WORK REQUEST
After locating the line with "use std::fmt;" in the data that follows, return it and every later line exactly, up to and including the line with "zero, negative or".

GIVEN DATA
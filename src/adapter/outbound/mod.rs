//! Outbound adapters (driven side).

pub mod file;
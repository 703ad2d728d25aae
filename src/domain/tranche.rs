//! Capital tranches at which a liquidity curve is sampled.

use std::fmt;

use serde::{Deserialize, Serialize};

use super::error::DomainError;

/// Default sampling points, in settlement currency.
pub const DEFAULT_TRANCHES: [f64; 7] = [0.5, 1.0, 2.0, 5.0, 10.0, 20.0, 50.0];

/// A positive amount of capital to unwind.
#[derive(Debug, Clone, Copy, PartialEq, PartialOrd, Serialize, Deserialize)]
#[serde(try_from = "f64", into = "f64")]
pub struct Tranche(f64);

impl Tranche {
    /// Creates a tranche.
    ///
    /// # Errors
    ///
    /// Returns [`DomainError::NonPositiveAllowance`] for zero, negative or
    /// non-finite amounts.
    pub fn try_new(amount: f64) -> Result<Self, DomainError> {
        if !amount.is_finite() || amount <= 0.0 {
            return Err(DomainError::NonPositiveAllowance { allowance: amount });
        }
        Ok(Self(amount))
    }

    #[must_use]
    pub const fn amount(self) -> f64 {
        self.0
    }

    /// The default tranche ladder.
    #[must_use]
    pub fn defaults() -> Vec<Self> {
        DEFAULT_TRANCHES.iter().map(|&amount| Self(amount)).collect()
    }
}

impl TryFrom<f64> for Tranche {
    type Error = DomainError;

    fn try_from(amount: f64) -> Result<Self, Self::Error> {
        Self::try_new(amount)
    }
}

impl From<Tranche> for f64 {
    fn from(tranche: Tranche) -> Self {
        tranche.0
    }
}

impl fmt::Display for Tranche {
    fn fmt(&self, f: &mut fmt::Formatter<'_>) -> fmt::Result {
        write!(f, "{}", self.0)
    }
}
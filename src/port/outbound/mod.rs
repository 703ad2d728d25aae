//! Outbound ports (driven side): interfaces implemented by outbound adapters.
//!
//! These contracts describe where snapshots come from and where summaries go.

pub mod snapshot;
pub mod summary;
//! Exchange-agnostic domain logic: books, fills and retention.

pub mod book;
pub mod curve;
pub mod error;
pub mod id;
pub mod market;
pub mod prediction;
pub mod retention;
pub mod snapshot;
pub mod summary;
pub mod tranche;

// Core domain types
pub use book::{Execution, FillEngine, OutcomeOrderBook, PriceLevel};
pub use error::DomainError;
pub use id::{MarketId, OutcomeId};
pub use market::{MarketBounds, MarketKind};
pub use tranche::Tranche;

// Liquidity engine
pub use curve::{CurvePoint, LiquidityCurve, LiquidityProfiler};
pub use retention::{RetentionCalculator, UnwindStrategy};

// Published views
pub use prediction::{OutcomeQuote, Prediction};
pub use summary::{MarketSummary, MarketsSummary};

EXPECTED OUTPUT
use std::fmt;

use serde::{Deserialize, Serialize};

use super::error::DomainError;

/// Default sampling points, in settlement currency.
pub const DEFAULT_TRANCHES: [f64; 7] = [0.5, 1.0, 2.0, 5.0, 10.0, 20.0, 50.0];

/// A positive amount of capital to unwind.
#[derive(Debug, Clone, Copy, PartialEq, PartialOrd, Serialize, Deserialize)]
#[serde(try_from = "f64", into = "f64")]
pub struct Tranche(f64);

impl Tranche {
    /// Creates a tranche.
    ///
    /// # Errors
    ///
    /// Returns [`DomainError::NonPositiveAllowance`] for zero, negative or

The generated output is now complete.